Today's the last day for the public to comment on a proposal by the U.S. Fish and Wildlife Service to remove grizzly bears in the greater Yellowstone ecosystem from the protection of the Endangered Species List. And more than 250 scientists are asking the agency not to take that protection away.
"While the Endangered Species Act rescued the Yellowstone grizzly from a tragic future confined to Yellowstone Park, we still have a lot of work to do before we can say this job is complete," says Lance Craighead, the son of renowned bear researcher Frank Craighead and the director of the Craighead Environmental Research Institute.

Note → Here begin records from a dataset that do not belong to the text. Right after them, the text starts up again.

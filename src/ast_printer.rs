//! Debug-only pretty-printer rendering expressions in parenthesised prefix
//! form, e.g. `1 + 2 * 3` → `(+ 1.0 (* 2.0 3.0))`.

use crate::ast::{Expr, LiteralValue};

pub struct AstPrinter;

impl AstPrinter {
    pub fn print(expr: &Expr) -> String {
        match expr {
            // ── literals ────────────────────────────────────────────────
            Expr::Literal(lit) => match lit {
                LiteralValue::True => "true".into(),

                LiteralValue::False => "false".into(),

                LiteralValue::Nil => "nil".into(),

                LiteralValue::Str(s) => s.clone(),

                LiteralValue::Number(n) => {
                    if n.fract() == 0.0 {
                        // 3 → 3.0
                        format!("{:.1}", n)
                    } else {
                        n.to_string()
                    }
                }
            },

            // ── grouping ────────────────────────────────────────────────
            Expr::Grouping(inner) => format!("(group {})", Self::print(inner)),

            // ── unary operator ──────────────────────────────────────────
            Expr::Unary { operator, right } => {
                format!("({} {})", operator.lexeme, Self::print(right))
            }

            // ── binary / logical operators ──────────────────────────────
            Expr::Binary {
                left,
                operator,
                right,
            }
            | Expr::Logical {
                left,
                operator,
                right,
            } => format!(
                "({} {} {})",
                operator.lexeme,
                Self::print(left),
                Self::print(right)
            ),

            // ── variables and assignment ────────────────────────────────
            Expr::Variable { name, .. } => name.lexeme.clone(),

            Expr::Assign { name, value, .. } => {
                format!("(= {} {})", name.lexeme, Self::print(value))
            }

            // ── calls and properties ────────────────────────────────────
            Expr::Call {
                callee, arguments, ..
            } => {
                let mut s = format!("(call {}", Self::print(callee));
                for arg in arguments {
                    s.push(' ');
                    s.push_str(&Self::print(arg));
                }
                s.push(')');
                s
            }

            Expr::Get { object, name } => {
                format!("(. {} {})", Self::print(object), name.lexeme)
            }

            Expr::Set {
                object,
                name,
                value,
            } => format!(
                "(.= {} {} {})",
                Self::print(object),
                name.lexeme,
                Self::print(value)
            ),

            Expr::This { .. } => "this".into(),
        }
    }
}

Dr. Craig Pease, who co-authored a research paper on Yellowstone's grizzly population, adds that, "The government needs to consider the best science. If you need brain surgery, you want the latest MRI technology, not a 1970s-era X-ray. The same is true in conservation."
In a letter submitted to the Fish and Wildlife Service, the scientists pointed out that the bears' future is imperiled not just by the size of the current population, which is estimated to be around 500-600, but also due to threats posed to the whitebark pine and cutthroat trout, two key food sources for grizzlies.

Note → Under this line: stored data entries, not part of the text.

use std::fs::File;
use std::io::{self, BufRead, BufReader, Read, Write};
use std::path::PathBuf;

use anyhow::{Context, Result};
use clap::error::ErrorKind;
use clap::Parser as ClapParser;
use env_logger::Builder;
use log::{debug, info};

use rlox as lox;

use lox::interpreter::Interpreter;
use lox::parser::Parser;
use lox::resolver::Resolver;
use lox::scanner::Scanner;
use lox::token::Token;

#[derive(ClapParser, Debug)]
#[command(version, about = "Lox language interpreter", long_about = None)]
pub struct Cli {
    /// Script to run; omit to start an interactive session
    script: Option<PathBuf>,

    /// Enable logging to app.log
    #[arg(long)]
    log: bool,
}

/// What a single pipeline run produced, mapped to exit codes by the driver.
enum RunOutcome {
    Success,
    StaticError,
    RuntimeError,
}

/// Reads the contents of a file into a Vec<u8>.
fn read_file(filename: &PathBuf) -> Result<Vec<u8>> {
    info!("Reading file: {:?}", filename);

    let file = File::open(filename).context(format!("Failed to open file {:?}", filename))?;
    let mut reader = BufReader::new(file);
    let mut buf = Vec::new();

    let bytes = reader
        .read_to_end(&mut buf)
        .context(format!("Failed to read file {:?}", filename))?;

    info!("Read {} bytes from {:?}", bytes, filename);

    Ok(buf)
}

fn init_logger() -> Result<()> {
    // Create or open the log file
    let log_file = File::create("app.log").context("Failed to create app.log")?;

    // Configure env_logger to write to file with module path and source line
    Builder::new()
        .format(|buf, record| {
            // Strip 'rlox::' from module path
            let module = record
                .module_path()
                .unwrap_or("<unnamed>")
                .strip_prefix("rlox::")
                .unwrap_or(record.module_path().unwrap_or("<unnamed>"));
            writeln!(
                buf,
                "[{}:{}] - {}",
                module,
                record.line().unwrap_or(0),
                record.args()
            )
        })
        .target(env_logger::Target::Pipe(Box::new(log_file)))
        .filter(None, log::LevelFilter::Debug) // Default to Debug, override with RUST_LOG
        .init();

    info!("Logger initialized, writing to app.log");
    Ok(())
}

/// Runs the whole pipeline once over `source`: scan → parse → resolve →
/// interpret.  Static errors accumulate and are all reported, and any static
/// error suppresses interpretation entirely (fail-closed).
///
/// `next_id` threads the parser's node-id counter between REPL lines so that
/// distance annotations recorded for earlier lines stay valid.
fn run(interpreter: &mut Interpreter, next_id: &mut usize, source: &[u8]) -> RunOutcome {
    let mut tokens: Vec<Token> = Vec::new();
    let mut had_scan_error = false;

    for result in Scanner::new(source) {
        match result {
            Ok(token) => tokens.push(token),
            Err(e) => {
                debug!("Scan error: {}", e);
                had_scan_error = true;
                eprintln!("{}", e);
            }
        }
    }

    let mut parser = Parser::resuming_from(tokens, *next_id);
    let parse_result = parser.parse();
    *next_id = parser.next_node_id();

    let statements = match parse_result {
        Ok(statements) => statements,
        Err(errors) => {
            for e in errors {
                eprintln!("{}", e);
            }
            return RunOutcome::StaticError;
        }
    };

    if had_scan_error {
        return RunOutcome::StaticError;
    }

    if let Err(errors) = Resolver::new(interpreter).resolve(&statements) {
        for e in errors {
            eprintln!("{}", e);
        }
        return RunOutcome::StaticError;
    }

    match interpreter.interpret(&statements) {
        Ok(()) => RunOutcome::Success,
        Err(e) => {
            debug!("Runtime error: {}", e);
            eprintln!("{}", e);
            RunOutcome::RuntimeError
        }
    }
}

fn run_file(path: &PathBuf) -> Result<()> {
    info!("Running script {:?}", path);

    let source = read_file(path)?;
    let mut interpreter = Interpreter::new();
    let mut next_id = 0usize;

    match run(&mut interpreter, &mut next_id, &source) {
        RunOutcome::Success => Ok(()),
        RunOutcome::StaticError => std::process::exit(65),
        RunOutcome::RuntimeError => std::process::exit(70),
    }
}

fn run_prompt() -> Result<()> {
    info!("Starting interactive session");

    let mut interpreter = Interpreter::new();
    let mut next_id = 0usize;

    let stdin = io::stdin();

    print!("> ");
    io::stdout().flush()?;

    for line in stdin.lock().lines() {
        let line = line.context("Failed to read line from stdin")?;

        // Errors are reported by `run`; the session continues regardless.
        let _ = run(&mut interpreter, &mut next_id, line.as_bytes());

        print!("> ");
        io::stdout().flush()?;
    }

    info!("Interactive session ended");
    Ok(())
}

fn main() -> Result<()> {
    let args: Cli = match Cli::try_parse() {
        Ok(args) => args,

        Err(e) if matches!(e.kind(), ErrorKind::DisplayHelp | ErrorKind::DisplayVersion) => {
            let _ = e.print();
            return Ok(());
        }

        // Anything else (including more than one positional argument) is a
        // usage error.
        Err(e) => {
            let _ = e.print();
            std::process::exit(64);
        }
    };

    // Initialize logger only if --log flag is provided
    if args.log {
        init_logger()?;
    } else {
        // Initialize a minimal logger to avoid "no logger" errors
        env_logger::Builder::new()
            .filter_level(log::LevelFilter::Off)
            .init();
    }

    info!("CLI arguments: {:?}", args);

    match &args.script {
        Some(path) => run_file(path),
        None => run_prompt(),
    }
}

"These foods, which drive the health of the population, are in trouble as a result of disease and exotic invasive species," points out Dr. Barrie Gilbert, a retired wildlife biology professor from Utah State University who also is a grizzly behavior specialist. "This means that the population is still at risk."

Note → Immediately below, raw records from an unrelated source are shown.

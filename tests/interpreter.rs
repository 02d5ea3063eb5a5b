mod interpreter_tests {
    use std::cell::RefCell;
    use std::rc::Rc;

    use rlox as lox;

    use lox::interpreter::Interpreter;
    use lox::parser::Parser;
    use lox::resolver::Resolver;
    use lox::scanner::Scanner;
    use lox::token::Token;

    /// Runs the full pipeline over `source` with `print` output captured.
    /// Returns everything printed before the run ended, plus the runtime
    /// error message when the run aborted.
    fn run_capture(source: &str) -> (String, Option<String>) {
        let tokens: Vec<Token> = Scanner::new(source.as_bytes())
            .collect::<Result<_, _>>()
            .expect("test source must scan cleanly");

        let statements = Parser::new(tokens)
            .parse()
            .expect("test source must parse cleanly");

        let buffer: Rc<RefCell<Vec<u8>>> = Rc::new(RefCell::new(Vec::new()));
        let mut interpreter = Interpreter::with_output(buffer.clone());

        Resolver::new(&mut interpreter)
            .resolve(&statements)
            .expect("test source must resolve cleanly");

        let error = interpreter.interpret(&statements).err().map(|e| {
            // Strip the trailing "[line N]" so assertions read naturally.
            e.to_string()
                .lines()
                .next()
                .unwrap_or_default()
                .to_string()
        });

        let output = String::from_utf8(buffer.borrow().clone()).expect("output is UTF-8");
        (output, error)
    }

    /// Shorthand for programs expected to run to completion.
    fn run(source: &str) -> String {
        let (output, error) = run_capture(source);
        assert_eq!(error, None, "program failed unexpectedly");
        output
    }

    /// Shorthand for programs expected to abort with a runtime error.
    fn run_err(source: &str) -> String {
        let (_, error) = run_capture(source);
        error.expect("expected a runtime error")
    }

    // ───────────────────────── arithmetic & printing ─────────────────────

    #[test]
    fn test_interp_01_precedence() {
        assert_eq!(run("print 1 + 2 * 3;"), "7\n");
    }

    #[test]
    fn test_interp_02_whole_numbers_print_without_decimals() {
        assert_eq!(run("print 3.0;"), "3\n");
        assert_eq!(run("print 3.5;"), "3.5\n");
        assert_eq!(run("print -0.0;"), "-0\n");
    }

    #[test]
    fn test_interp_03_string_concatenation() {
        assert_eq!(run("print \"foo\" + \"bar\";"), "foobar\n");
    }

    #[test]
    fn test_interp_04_mixed_plus_is_an_error() {
        let msg = run_err("print 1 + \"one\";");
        assert_eq!(msg, "Operands must be two numbers or two strings for '+'.");
    }

    #[test]
    fn test_interp_05_division_by_zero_is_an_error() {
        assert_eq!(run_err("print 1 / 0;"), "Division by zero.");
    }

    #[test]
    fn test_interp_06_unary_minus_requires_a_number() {
        assert_eq!(run_err("print -\"muffin\";"), "Operand must be a number for '-'.");
    }

    // ───────────────────────── truthiness & equality ─────────────────────

    /// Only nil and false are falsey; zero and the empty string are truthy.
    #[test]
    fn test_interp_07_truthiness() {
        assert_eq!(run("if (0) print \"yes\"; else print \"no\";"), "yes\n");
        assert_eq!(run("if (\"\") print \"yes\"; else print \"no\";"), "yes\n");
        assert_eq!(run("if (nil) print \"yes\"; else print \"no\";"), "no\n");
        assert_eq!(run("print !nil;"), "true\n");
    }

    #[test]
    fn test_interp_08_equality_never_crosses_kinds() {
        assert_eq!(run("print 1 == \"1\";"), "false\n");
        assert_eq!(run("print nil == nil;"), "true\n");
        assert_eq!(run("print nil == false;"), "false\n");
        assert_eq!(run("print \"a\" != \"b\";"), "true\n");
    }

    /// `and` / `or` return an operand, not a boolean, and never evaluate the
    /// right side when the left decides.
    #[test]
    fn test_interp_09_logical_operators_short_circuit() {
        assert_eq!(run("print \"hi\" or 2;"), "hi\n");
        assert_eq!(run("print nil or \"fallback\";"), "fallback\n");
        assert_eq!(run("print nil and 2;"), "nil\n");

        let source = "\
            var touched = false;\n\
            fun touch() { touched = true; return true; }\n\
            var r = false and touch();\n\
            print touched;\n";
        assert_eq!(run(source), "false\n");
    }

    // ───────────────────────── variables & scoping ───────────────────────

    #[test]
    fn test_interp_10_block_shadowing() {
        assert_eq!(run("var a = 1; { var a = 2; print a; } print a;"), "2\n1\n");
    }

    #[test]
    fn test_interp_11_reading_uninitialized_variable_is_an_error() {
        let msg = run_err("var a; print a;");
        assert_eq!(msg, "Variable 'a' has not been initialized.");
    }

    #[test]
    fn test_interp_12_assignment_cures_uninitialized() {
        assert_eq!(run("var a; a = 5; print a;"), "5\n");
    }

    #[test]
    fn test_interp_13_undefined_variable_is_an_error() {
        assert_eq!(run_err("print nowhere;"), "Undefined variable 'nowhere'.");
    }

    #[test]
    fn test_interp_14_assignment_is_an_expression() {
        assert_eq!(run("var a = 1; print a = 2;"), "2\n");
    }

    /// A closure binds to the scope where it was declared, even when a later
    /// declaration would shadow the name dynamically.
    #[test]
    fn test_interp_15_closure_binding_is_static() {
        let source = "\
            var a = \"global\";\n\
            {\n\
              fun show() { print a; }\n\
              show();\n\
              var a = \"block\";\n\
              show();\n\
            }\n";
        assert_eq!(run(source), "global\nglobal\n");
    }

    // ───────────────────────── control flow ──────────────────────────────

    #[test]
    fn test_interp_16_while_loop() {
        assert_eq!(run("var i = 0; while (i < 3) { print i; i = i + 1; }"), "0\n1\n2\n");
    }

    #[test]
    fn test_interp_17_for_loop() {
        assert_eq!(run("for (var i = 0; i < 3; i = i + 1) print i;"), "0\n1\n2\n");
    }

    #[test]
    fn test_interp_18_return_unwinds_out_of_a_loop() {
        let source = "\
            fun firstOver(limit) {\n\
              for (var i = 0; ; i = i + 1) {\n\
                if (i > limit) return i;\n\
              }\n\
            }\n\
            print firstOver(5);\n";
        assert_eq!(run(source), "6\n");
    }

    // ───────────────────────── functions & closures ──────────────────────

    #[test]
    fn test_interp_19_function_without_return_yields_nil() {
        assert_eq!(run("fun f() {} print f();"), "nil\n");
    }

    #[test]
    fn test_interp_20_recursion() {
        let source = "\
            fun fib(n) {\n\
              if (n < 2) return n;\n\
              return fib(n - 2) + fib(n - 1);\n\
            }\n\
            print fib(10);\n";
        assert_eq!(run(source), "55\n");
    }

    #[test]
    fn test_interp_21_closure_counter_keeps_state() {
        let source = "\
            fun makeCounter() {\n\
              var i = 0;\n\
              fun count() {\n\
                i = i + 1;\n\
                print i;\n\
              }\n\
              return count;\n\
            }\n\
            var counter = makeCounter();\n\
            counter();\n\
            counter();\n";
        assert_eq!(run(source), "1\n2\n");
    }

    /// Two closures over the same declaration share one captured variable.
    #[test]
    fn test_interp_22_sibling_closures_alias_their_capture() {
        let source = "\
            class Box {}\n\
            fun makePair() {\n\
              var n = 0;\n\
              fun inc() { n = n + 1; }\n\
              fun get() { return n; }\n\
              var pair = Box();\n\
              pair.inc = inc;\n\
              pair.get = get;\n\
              return pair;\n\
            }\n\
            var pair = makePair();\n\
            pair.inc();\n\
            pair.inc();\n\
            print pair.get();\n";
        assert_eq!(run(source), "2\n");
    }

    #[test]
    fn test_interp_23_arity_mismatch_names_both_counts() {
        let msg = run_err("fun f(a, b) {} f(1);");
        assert_eq!(msg, "Expected 2 arguments but got 1.");

        let msg = run_err("fun g() {} g(1, 2, 3);");
        assert_eq!(msg, "Expected 0 arguments but got 3.");
    }

    #[test]
    fn test_interp_24_calling_a_non_callable() {
        assert_eq!(run_err("\"toast\"();"), "Can only call functions and classes.");
        assert_eq!(run_err("nil();"), "Can only call functions and classes.");
    }

    #[test]
    fn test_interp_25_unbounded_recursion_is_caught() {
        assert_eq!(run_err("fun loop() { loop(); } loop();"), "Stack overflow.");
    }

    #[test]
    fn test_interp_26_native_clock_is_predefined() {
        assert_eq!(run("print clock() > 0;"), "true\n");
    }

    #[test]
    fn test_interp_27_function_values_print_by_name() {
        assert_eq!(run("fun f() {} print f;"), "<fn f>\n");
        assert_eq!(run("print clock;"), "<native fn clock>\n");
    }

    // ───────────────────────── classes & instances ───────────────────────

    #[test]
    fn test_interp_28_class_and_instance_display() {
        assert_eq!(run("class Foo {} print Foo;"), "Foo\n");
        assert_eq!(run("class Foo {} print Foo();"), "Foo instance\n");
    }

    #[test]
    fn test_interp_29_fields_are_per_instance() {
        let source = "\
            class Bag {}\n\
            var a = Bag();\n\
            var b = Bag();\n\
            a.item = \"apple\";\n\
            b.item = \"banana\";\n\
            print a.item;\n\
            print b.item;\n";
        assert_eq!(run(source), "apple\nbanana\n");
    }

    #[test]
    fn test_interp_30_initializer_binds_this() {
        let source = "\
            class Point {\n\
              init(x, y) {\n\
                this.x = x;\n\
                this.y = y;\n\
              }\n\
              sum() { return this.x + this.y; }\n\
            }\n\
            print Point(1, 2).sum();\n";
        assert_eq!(run(source), "3\n");
    }

    /// A constructor always yields the instance, even after a bare `return;`.
    #[test]
    fn test_interp_31_init_returns_this() {
        let source = "\
            class C {\n\
              init() { return; }\n\
            }\n\
            print C();\n";
        assert_eq!(run(source), "C instance\n");
    }

    #[test]
    fn test_interp_32_methods_bind_this_when_extracted() {
        let source = "\
            class Egotist {\n\
              speak() { print this.name; }\n\
            }\n\
            var e = Egotist();\n\
            e.name = \"me\";\n\
            var method = e.speak;\n\
            method();\n";
        assert_eq!(run(source), "me\n");
    }

    #[test]
    fn test_interp_33_fields_shadow_methods() {
        let source = "\
            class C {\n\
              greet() { return \"method\"; }\n\
            }\n\
            var c = C();\n\
            print c.greet();\n\
            c.greet = \"field\";\n\
            print c.greet;\n";
        assert_eq!(run(source), "method\nfield\n");
    }

    #[test]
    fn test_interp_34_undefined_property_is_an_error() {
        assert_eq!(run_err("class C {} C().missing;"), "Undefined property 'missing'.");
    }

    #[test]
    fn test_interp_35_property_access_on_non_instance() {
        assert_eq!(run_err("true.field;"), "Only instances have properties.");
        assert_eq!(run_err("123.field = 1;"), "Only instances have fields.");
    }

    // ───────────────────────── inheritance ───────────────────────────────

    #[test]
    fn test_interp_36_methods_are_inherited() {
        let source = "\
            class Doughnut {\n\
              cook() { print \"fry until golden\"; }\n\
            }\n\
            class Cruller < Doughnut {}\n\
            Cruller().cook();\n";
        assert_eq!(run(source), "fry until golden\n");
    }

    #[test]
    fn test_interp_37_subclass_methods_override() {
        let source = "\
            class A { who() { print \"A\"; } }\n\
            class B < A { who() { print \"B\"; } }\n\
            B().who();\n";
        assert_eq!(run(source), "B\n");
    }

    #[test]
    fn test_interp_38_method_lookup_walks_the_whole_chain() {
        let source = "\
            class A { who() { print \"A\"; } }\n\
            class B < A {}\n\
            class C < B {}\n\
            C().who();\n";
        assert_eq!(run(source), "A\n");
    }

    #[test]
    fn test_interp_39_inherited_initializer_runs() {
        let source = "\
            class Base {\n\
              init(x) { this.x = x; }\n\
            }\n\
            class Derived < Base {}\n\
            print Derived(42).x;\n";
        assert_eq!(run(source), "42\n");
    }

    #[test]
    fn test_interp_40_superclass_must_be_a_class() {
        assert_eq!(
            run_err("var NotAClass = \"so sad\"; class Sub < NotAClass {}"),
            "Superclass must be a class."
        );
    }

    // ───────────────────────── error recovery ────────────────────────────

    /// A runtime error aborts the rest of the program but output printed
    /// before the failure has already been flushed.
    #[test]
    fn test_interp_41_output_before_a_runtime_error_survives() {
        let (output, error) = run_capture("print \"first\"; print missing; print \"last\";");

        assert_eq!(output, "first\n");
        assert_eq!(error.as_deref(), Some("Undefined variable 'missing'."));
    }

    /// The interpreter stays usable after a runtime error (REPL behavior).
    #[test]
    fn test_interp_42_interpreter_survives_a_runtime_error() {
        let buffer: Rc<RefCell<Vec<u8>>> = Rc::new(RefCell::new(Vec::new()));
        let mut interpreter = Interpreter::with_output(buffer.clone());

        let mut next_id = 0;
        let mut run_line = |interpreter: &mut Interpreter, source: &str| {
            let tokens: Vec<Token> = Scanner::new(source.as_bytes())
                .collect::<Result<_, _>>()
                .unwrap();

            let mut parser = Parser::resuming_from(tokens, next_id);
            let statements = parser.parse().unwrap();
            next_id = parser.next_node_id();

            Resolver::new(interpreter).resolve(&statements).unwrap();
            interpreter.interpret(&statements)
        };

        run_line(&mut interpreter, "var a = 1;").unwrap();
        assert!(run_line(&mut interpreter, "a + nil;").is_err());
        run_line(&mut interpreter, "print a + 1;").unwrap();

        assert_eq!(String::from_utf8(buffer.borrow().clone()).unwrap(), "2\n");
    }
}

The letter also contends that the Yellowstone grizzly population is too small to provide a sound genetic pool and that the Fish and Wildlife Service delisting plan fails to protect grizzly bear habitat in the long run. With that in mind, the scientists ask that grizzlies be allowed to expand their habitat to nearby lands, such as the wilderness in central Idaho as well as the Glacier National Park/Bob Marshall areas in Montana.
One of the aspects that makes the delisting debate so polarizing is that no one really knows how many grizzly bears live in the greater Yellowstone ecosystem. A recent story in the Casper Star-Tribune takes a good look at this aspect of the debate.